BEGIN EXTRACTED INFORMATION

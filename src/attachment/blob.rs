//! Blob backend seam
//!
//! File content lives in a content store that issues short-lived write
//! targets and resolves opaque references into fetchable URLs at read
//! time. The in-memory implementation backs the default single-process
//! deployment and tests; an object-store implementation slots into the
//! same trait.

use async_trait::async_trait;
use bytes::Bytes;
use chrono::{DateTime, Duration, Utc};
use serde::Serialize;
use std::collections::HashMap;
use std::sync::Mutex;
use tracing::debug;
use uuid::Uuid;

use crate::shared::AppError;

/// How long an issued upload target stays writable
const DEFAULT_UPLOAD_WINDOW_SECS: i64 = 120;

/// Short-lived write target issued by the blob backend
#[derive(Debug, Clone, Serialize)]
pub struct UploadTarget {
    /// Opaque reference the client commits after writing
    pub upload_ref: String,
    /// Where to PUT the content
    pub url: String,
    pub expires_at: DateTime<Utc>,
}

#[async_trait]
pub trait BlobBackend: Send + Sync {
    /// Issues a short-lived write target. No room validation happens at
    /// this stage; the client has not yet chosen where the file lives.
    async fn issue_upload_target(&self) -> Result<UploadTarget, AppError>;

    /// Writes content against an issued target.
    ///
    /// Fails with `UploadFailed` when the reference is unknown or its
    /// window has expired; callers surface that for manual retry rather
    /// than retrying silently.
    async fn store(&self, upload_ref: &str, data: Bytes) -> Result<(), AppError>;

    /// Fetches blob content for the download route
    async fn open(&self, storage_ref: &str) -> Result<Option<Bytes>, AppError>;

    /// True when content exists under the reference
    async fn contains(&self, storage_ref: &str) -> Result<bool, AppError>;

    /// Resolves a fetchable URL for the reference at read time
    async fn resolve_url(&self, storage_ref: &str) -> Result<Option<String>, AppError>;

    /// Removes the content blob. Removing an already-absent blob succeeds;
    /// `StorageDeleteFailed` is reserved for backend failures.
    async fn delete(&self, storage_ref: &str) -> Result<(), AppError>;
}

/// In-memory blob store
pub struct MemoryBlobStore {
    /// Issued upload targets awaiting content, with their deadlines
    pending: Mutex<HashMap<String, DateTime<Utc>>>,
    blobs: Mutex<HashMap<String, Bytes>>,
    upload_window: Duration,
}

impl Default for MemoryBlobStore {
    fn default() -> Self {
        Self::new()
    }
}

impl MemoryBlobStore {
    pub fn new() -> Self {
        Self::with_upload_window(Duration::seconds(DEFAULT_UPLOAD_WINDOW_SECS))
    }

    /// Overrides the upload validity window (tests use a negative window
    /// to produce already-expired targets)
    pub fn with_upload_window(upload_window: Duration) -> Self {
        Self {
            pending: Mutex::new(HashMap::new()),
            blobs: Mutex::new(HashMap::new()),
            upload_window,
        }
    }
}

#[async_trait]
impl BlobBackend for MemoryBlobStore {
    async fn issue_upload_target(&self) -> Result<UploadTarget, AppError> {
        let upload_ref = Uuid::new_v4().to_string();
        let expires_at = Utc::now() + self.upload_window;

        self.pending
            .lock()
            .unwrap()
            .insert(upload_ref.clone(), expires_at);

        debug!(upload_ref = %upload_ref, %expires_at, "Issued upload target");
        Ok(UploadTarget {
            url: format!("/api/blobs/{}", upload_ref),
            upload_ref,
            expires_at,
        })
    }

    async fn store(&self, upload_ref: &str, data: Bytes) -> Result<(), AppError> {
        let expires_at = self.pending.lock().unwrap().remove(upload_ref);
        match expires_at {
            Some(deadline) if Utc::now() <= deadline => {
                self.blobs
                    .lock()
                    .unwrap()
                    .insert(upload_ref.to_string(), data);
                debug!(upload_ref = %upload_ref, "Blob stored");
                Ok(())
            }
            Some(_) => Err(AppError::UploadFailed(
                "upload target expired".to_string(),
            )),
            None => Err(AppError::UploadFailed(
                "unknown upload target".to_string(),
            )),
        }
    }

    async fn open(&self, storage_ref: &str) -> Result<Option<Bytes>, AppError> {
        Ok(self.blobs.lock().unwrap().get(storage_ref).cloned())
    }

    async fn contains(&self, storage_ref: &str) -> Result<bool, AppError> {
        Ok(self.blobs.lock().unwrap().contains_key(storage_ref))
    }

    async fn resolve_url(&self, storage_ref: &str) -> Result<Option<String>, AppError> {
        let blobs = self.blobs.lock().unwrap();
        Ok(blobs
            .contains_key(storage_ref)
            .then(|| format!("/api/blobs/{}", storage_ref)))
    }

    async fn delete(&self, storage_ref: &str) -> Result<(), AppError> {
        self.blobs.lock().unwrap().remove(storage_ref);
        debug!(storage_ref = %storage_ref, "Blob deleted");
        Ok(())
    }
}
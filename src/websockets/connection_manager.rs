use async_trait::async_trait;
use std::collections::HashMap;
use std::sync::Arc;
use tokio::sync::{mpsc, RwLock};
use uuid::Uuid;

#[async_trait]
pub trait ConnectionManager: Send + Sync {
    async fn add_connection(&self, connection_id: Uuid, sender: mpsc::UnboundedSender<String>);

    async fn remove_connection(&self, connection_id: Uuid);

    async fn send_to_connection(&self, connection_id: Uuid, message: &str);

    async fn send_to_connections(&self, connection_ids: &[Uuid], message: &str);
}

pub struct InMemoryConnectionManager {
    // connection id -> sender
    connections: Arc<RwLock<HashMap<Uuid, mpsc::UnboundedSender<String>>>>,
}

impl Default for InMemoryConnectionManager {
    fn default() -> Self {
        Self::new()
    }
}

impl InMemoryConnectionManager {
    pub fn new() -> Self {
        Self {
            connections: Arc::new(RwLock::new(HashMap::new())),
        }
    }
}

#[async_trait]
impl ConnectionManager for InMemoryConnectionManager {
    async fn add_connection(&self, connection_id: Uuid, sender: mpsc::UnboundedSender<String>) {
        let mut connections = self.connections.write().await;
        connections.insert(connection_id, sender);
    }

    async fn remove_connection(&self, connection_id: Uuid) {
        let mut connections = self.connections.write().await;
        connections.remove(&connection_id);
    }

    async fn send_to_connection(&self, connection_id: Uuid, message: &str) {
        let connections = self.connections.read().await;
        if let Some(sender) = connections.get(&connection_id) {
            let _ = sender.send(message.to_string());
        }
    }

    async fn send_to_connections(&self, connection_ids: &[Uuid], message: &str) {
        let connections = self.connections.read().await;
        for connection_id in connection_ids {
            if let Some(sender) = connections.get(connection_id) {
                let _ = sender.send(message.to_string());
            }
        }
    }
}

END EXTRACTED INFORMATION

» **ACTION ITEM**:
Only the lines above from the line with "#[derive(Debug, Clone, Serialize)]" to the line with "the file lives.", those two lines included, should be reproduced exactly.

» **SOLVED EXERCISE**:
#[derive(Debug, Clone, Serialize)]
pub struct UploadTarget {
    /// Opaque reference the client commits after writing
    pub upload_ref: String,
    /// Where to PUT the content
    pub url: String,
    pub expires_at: DateTime<Utc>,
}

#[async_trait]
pub trait BlobBackend: Send + Sync {
    /// Issues a short-lived write target. No room validation happens at
    /// this stage; the client has not yet chosen where the file lives.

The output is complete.